Following a stroke, people are at high risk of falls, with the highest rates occurring upon discharge from the hospital. Because falls may lead to a series of cascading negative events, such as fractures, a fear of falling, activity restriction and depression, creating improved fall prevention strategies early after stroke is essential for people going through recovery and rehabilitation. To get an accurate understanding of fall risks and predictors, researchers from University of British Columbia in Vancouver, Canada, Lisa A. Simpson of the Graduate Program in Rehabilitation Sciences, William C. Miller of the Department of Occupational Science and Occupational Therapy and Janice J. Eng of the Department of Physical Therapy followed 80 people recently discharged from stroke rehabilitation and 90 control subjects matched by age and gender for just over a year.

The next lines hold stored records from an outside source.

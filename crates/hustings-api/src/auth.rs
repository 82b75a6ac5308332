//! HTTP Basic-auth extractor and standalone verifier.

use argon2::{Argon2, PasswordHash, PasswordVerifier};
use axum::{
  extract::FromRequestParts,
  http::{HeaderMap, request::Parts},
};
use base64::{Engine as _, engine::general_purpose::STANDARD as B64};
use hustings_core::store::HistoryStore;
use serde::Deserialize;

use crate::{AppState, error::ApiError};

/// One account allowed to edit.
#[derive(Debug, Clone, Deserialize)]
pub struct UserConfig {
  pub username:         String,
  /// PHC string produced by argon2, e.g. `$argon2id$v=19$…`
  pub password_hash:    String,
  /// Whether this user may merge people.
  #[serde(default)]
  pub trusted_to_merge: bool,
}

/// Credentials accepted as valid for this server instance.
#[derive(Debug, Clone, Default)]
pub struct AuthConfig {
  pub users: Vec<UserConfig>,
}

impl AuthConfig {
  fn user(&self, username: &str) -> Option<&UserConfig> {
    self.users.iter().find(|u| u.username == username)
  }
}

/// The authenticated editor making this request.
#[derive(Debug, Clone)]
pub struct Authenticated {
  pub username:         String,
  pub trusted_to_merge: bool,
}

/// Verify credentials directly from headers.
pub fn verify_auth(headers: &HeaderMap, config: &AuthConfig) -> Result<Authenticated, ApiError> {
  let header_val = headers
    .get(axum::http::header::AUTHORIZATION)
    .and_then(|v| v.to_str().ok())
    .ok_or(ApiError::Unauthorized)?;

  let encoded = header_val
    .strip_prefix("Basic ")
    .ok_or(ApiError::Unauthorized)?;

  let decoded = B64.decode(encoded).map_err(|_| ApiError::Unauthorized)?;
  let creds   = std::str::from_utf8(&decoded).map_err(|_| ApiError::Unauthorized)?;

  let (username, password) = creds.split_once(':').ok_or(ApiError::Unauthorized)?;

  let user = config.user(username).ok_or(ApiError::Unauthorized)?;

  let parsed_hash = PasswordHash::new(&user.password_hash)
    .map_err(|_| ApiError::Unauthorized)?;

  Argon2::default()
    .verify_password(password.as_bytes(), &parsed_hash)
    .map_err(|_| ApiError::Unauthorized)?;

  Ok(Authenticated {
    username:         user.username.clone(),
    trusted_to_merge: user.trusted_to_merge,
  })
}

impl<S> FromRequestParts<AppState<S>> for Authenticated
where
  S: HistoryStore + Clone + Send + Sync + 'static,
{
  type Rejection = ApiError;

  async fn from_request_parts(
    parts: &mut Parts,
    state: &AppState<S>,
  ) -> Result<Self, Self::Rejection> {
    verify_auth(&parts.headers, &state.auth)
  }
}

Their goal was to compare the rates of falls, the location of falls and the contribution of balance, mobility and balance confidence to falls between the two groups.
The researchers found that patients who were recently discharged home are at greater risk of falling than individuals who had not suffered a stroke. Balance function can predict falls for both people with stroke and without, and increased mobility may increase exposure to fall opportunities, they wrote. The stroke patients had a total of 109 falls while the control group experienced a total of 70 falls. The individuals in the stroke group had significantly lower balance, mobility and balance confidence than the control group. Those who experienced a stroke also fell more at home than the control group— with 59 percent of the falls experienced by the stroke group occurring at home compared to 31 percent of the falls by the control group. “Our results suggest that people recently discharged from stroke rehabilitation to home are at greater risk for falls in their home,” explained the researchers. “Following a stroke, people might be more likely to spend more time at home or be more cautious when outside of their home. Clinically, this finding underlies the importance of home assessment, home safety education and environmental modifications as part of discharge planning.” While balance confidence was not an independent predictor of falls among the individuals with recent stroke, it could still play a role through the interaction with other variables. “For instance, given a particular level of mobility, balance confidence could help to explain the types of activities a person with recent stroke engages in which could in turn influence one's risk of falling.”
The findings point to the need for a qualified home assessment from a trained professional to safeguard the patient’s home and eliminate as many fall risks as possible. Stroke rehabilitation can be a challenging time—taking steps to avoid preventable complications from a fall should be seriously considered as part of the rehab plan.